- _WHAT NEEDS TO BE DONE_
Narrow the data below down to the lines containing "struct".

(Collected data entries)
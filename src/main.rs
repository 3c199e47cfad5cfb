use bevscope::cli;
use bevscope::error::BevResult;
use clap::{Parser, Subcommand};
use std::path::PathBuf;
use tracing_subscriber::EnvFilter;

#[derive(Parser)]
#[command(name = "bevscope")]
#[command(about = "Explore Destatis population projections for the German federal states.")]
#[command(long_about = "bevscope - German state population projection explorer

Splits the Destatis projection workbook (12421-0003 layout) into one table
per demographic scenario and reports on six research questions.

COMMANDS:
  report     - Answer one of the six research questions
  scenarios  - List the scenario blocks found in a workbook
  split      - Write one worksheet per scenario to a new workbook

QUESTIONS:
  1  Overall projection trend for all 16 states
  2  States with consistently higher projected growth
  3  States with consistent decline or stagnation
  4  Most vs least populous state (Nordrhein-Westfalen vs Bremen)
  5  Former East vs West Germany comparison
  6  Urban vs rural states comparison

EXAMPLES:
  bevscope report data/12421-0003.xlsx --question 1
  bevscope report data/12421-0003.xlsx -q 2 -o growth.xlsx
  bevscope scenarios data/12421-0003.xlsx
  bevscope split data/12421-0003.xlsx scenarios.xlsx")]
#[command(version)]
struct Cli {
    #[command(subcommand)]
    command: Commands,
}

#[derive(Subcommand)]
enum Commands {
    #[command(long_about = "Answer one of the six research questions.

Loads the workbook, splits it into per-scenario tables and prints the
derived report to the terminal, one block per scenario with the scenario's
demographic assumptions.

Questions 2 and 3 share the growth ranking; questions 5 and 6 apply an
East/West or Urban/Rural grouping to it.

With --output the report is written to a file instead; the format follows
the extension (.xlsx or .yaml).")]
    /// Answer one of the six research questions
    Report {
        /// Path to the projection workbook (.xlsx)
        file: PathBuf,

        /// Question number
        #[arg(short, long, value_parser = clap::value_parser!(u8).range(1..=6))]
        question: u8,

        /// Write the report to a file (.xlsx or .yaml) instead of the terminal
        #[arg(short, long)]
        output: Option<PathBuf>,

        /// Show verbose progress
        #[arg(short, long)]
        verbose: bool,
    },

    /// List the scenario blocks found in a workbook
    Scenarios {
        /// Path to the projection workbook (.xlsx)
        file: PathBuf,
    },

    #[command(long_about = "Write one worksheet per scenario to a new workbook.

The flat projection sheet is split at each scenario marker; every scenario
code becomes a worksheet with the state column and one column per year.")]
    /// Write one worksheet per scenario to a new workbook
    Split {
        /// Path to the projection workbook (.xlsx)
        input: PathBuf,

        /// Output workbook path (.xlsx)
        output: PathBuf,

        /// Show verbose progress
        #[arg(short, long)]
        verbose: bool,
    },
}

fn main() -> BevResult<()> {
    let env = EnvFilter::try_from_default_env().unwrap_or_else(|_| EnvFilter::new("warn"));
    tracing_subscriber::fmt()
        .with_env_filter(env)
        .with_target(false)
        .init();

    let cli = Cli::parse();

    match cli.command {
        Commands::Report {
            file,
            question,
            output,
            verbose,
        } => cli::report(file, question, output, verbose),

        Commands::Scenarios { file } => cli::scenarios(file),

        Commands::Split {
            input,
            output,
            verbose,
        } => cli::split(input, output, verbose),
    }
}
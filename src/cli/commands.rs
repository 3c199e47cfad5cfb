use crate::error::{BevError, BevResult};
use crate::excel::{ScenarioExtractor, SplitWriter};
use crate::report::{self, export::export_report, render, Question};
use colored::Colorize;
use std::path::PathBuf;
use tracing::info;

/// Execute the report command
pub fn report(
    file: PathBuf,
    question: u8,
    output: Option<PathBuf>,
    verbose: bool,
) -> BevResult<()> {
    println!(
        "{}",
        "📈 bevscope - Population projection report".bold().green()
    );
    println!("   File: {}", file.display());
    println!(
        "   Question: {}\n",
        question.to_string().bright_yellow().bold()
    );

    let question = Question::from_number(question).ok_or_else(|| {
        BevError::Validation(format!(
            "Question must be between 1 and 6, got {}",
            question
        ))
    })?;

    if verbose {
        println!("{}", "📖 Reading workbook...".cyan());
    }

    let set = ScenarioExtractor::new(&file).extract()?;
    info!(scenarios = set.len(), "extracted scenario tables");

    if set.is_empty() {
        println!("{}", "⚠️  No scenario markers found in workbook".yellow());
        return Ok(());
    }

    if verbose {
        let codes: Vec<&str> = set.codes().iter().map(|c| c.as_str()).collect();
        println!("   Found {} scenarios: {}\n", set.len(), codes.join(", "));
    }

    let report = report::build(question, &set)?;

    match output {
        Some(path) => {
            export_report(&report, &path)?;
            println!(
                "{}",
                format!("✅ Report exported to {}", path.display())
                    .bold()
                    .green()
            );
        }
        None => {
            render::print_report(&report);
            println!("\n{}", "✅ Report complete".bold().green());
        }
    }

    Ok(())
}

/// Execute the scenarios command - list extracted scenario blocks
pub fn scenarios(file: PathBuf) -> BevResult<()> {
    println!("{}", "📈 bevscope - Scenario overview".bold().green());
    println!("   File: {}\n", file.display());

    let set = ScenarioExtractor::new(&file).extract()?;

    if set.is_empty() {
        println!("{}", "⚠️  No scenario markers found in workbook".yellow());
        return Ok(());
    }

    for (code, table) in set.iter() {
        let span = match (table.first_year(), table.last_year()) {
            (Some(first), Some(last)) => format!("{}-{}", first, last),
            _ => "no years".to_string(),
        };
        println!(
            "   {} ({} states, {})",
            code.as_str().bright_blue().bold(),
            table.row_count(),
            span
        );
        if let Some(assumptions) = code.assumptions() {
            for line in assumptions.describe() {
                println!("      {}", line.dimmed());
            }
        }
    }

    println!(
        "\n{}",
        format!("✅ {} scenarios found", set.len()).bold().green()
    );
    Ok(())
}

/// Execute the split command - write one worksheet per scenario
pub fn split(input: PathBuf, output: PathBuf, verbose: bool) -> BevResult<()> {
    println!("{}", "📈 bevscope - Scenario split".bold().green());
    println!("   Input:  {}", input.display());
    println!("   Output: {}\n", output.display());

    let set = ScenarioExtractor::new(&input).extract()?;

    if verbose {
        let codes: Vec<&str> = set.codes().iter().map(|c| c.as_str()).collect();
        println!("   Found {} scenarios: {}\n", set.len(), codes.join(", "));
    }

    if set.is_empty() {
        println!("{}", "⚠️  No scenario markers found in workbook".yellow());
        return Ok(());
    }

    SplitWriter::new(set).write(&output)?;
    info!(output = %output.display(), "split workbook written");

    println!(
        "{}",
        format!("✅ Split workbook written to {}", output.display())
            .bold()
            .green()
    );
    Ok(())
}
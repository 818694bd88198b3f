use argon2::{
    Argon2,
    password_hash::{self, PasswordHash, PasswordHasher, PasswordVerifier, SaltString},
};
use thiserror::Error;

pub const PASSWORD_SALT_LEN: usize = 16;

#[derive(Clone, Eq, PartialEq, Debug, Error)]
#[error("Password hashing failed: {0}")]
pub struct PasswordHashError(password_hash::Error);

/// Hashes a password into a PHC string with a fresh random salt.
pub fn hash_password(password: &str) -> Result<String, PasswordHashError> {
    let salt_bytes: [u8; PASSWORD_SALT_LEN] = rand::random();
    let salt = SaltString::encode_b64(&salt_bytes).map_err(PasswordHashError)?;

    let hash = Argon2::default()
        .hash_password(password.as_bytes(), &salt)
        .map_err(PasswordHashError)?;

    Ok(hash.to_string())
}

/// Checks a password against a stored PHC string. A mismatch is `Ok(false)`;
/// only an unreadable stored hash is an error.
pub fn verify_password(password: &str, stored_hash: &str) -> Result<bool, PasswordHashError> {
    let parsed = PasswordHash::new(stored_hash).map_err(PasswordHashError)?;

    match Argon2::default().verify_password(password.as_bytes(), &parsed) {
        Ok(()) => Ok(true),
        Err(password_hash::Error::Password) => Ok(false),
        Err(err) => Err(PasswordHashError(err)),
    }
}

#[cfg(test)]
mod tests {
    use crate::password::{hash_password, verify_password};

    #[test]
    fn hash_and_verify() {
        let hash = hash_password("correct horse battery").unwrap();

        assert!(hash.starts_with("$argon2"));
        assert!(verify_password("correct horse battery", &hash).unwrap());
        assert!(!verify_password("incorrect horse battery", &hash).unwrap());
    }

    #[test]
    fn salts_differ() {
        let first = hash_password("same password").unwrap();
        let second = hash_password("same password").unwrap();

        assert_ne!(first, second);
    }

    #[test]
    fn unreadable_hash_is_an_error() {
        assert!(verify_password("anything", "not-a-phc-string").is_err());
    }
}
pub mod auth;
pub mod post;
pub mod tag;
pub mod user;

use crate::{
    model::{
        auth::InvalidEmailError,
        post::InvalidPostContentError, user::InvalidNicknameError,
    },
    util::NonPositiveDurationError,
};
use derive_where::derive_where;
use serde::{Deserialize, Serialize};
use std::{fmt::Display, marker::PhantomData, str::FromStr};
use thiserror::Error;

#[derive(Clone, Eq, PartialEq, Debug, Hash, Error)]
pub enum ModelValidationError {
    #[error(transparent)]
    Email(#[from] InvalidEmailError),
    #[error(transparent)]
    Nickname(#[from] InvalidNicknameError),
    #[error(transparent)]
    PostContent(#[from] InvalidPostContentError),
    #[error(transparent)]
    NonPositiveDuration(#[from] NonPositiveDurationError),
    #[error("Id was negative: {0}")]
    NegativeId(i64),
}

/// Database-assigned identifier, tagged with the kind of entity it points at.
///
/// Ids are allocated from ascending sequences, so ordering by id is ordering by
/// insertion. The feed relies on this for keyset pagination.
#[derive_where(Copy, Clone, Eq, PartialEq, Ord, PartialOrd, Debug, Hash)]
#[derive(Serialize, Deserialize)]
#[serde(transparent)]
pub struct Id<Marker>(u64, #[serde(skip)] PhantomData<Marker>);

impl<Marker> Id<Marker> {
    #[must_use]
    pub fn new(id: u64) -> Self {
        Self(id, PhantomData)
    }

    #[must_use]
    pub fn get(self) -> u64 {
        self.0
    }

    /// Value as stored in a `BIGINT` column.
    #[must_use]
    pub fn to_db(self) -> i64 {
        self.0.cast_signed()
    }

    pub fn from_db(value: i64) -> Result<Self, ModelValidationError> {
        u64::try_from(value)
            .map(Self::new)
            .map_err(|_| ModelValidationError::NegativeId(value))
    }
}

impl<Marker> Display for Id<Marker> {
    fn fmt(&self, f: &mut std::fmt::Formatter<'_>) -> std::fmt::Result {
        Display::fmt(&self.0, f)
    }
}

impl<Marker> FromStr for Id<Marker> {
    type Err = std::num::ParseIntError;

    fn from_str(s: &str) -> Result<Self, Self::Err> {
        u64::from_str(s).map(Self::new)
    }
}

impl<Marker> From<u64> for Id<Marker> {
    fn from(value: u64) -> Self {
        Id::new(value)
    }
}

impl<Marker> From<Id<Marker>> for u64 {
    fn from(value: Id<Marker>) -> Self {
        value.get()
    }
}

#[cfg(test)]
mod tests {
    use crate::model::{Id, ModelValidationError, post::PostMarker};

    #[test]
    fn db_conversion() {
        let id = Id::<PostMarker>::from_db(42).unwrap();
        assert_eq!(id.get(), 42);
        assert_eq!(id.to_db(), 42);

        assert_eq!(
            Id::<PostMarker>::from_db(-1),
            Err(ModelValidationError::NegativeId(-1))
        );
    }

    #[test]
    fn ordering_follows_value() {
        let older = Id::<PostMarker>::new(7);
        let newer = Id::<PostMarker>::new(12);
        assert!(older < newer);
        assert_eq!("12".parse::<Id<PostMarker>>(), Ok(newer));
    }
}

- _TASK ANSWER_
struct Cli {
pub struct PasswordHashError(password_hash::Error);
pub struct Id<Marker>(u64, #[serde(skip)] PhantomData<Marker>);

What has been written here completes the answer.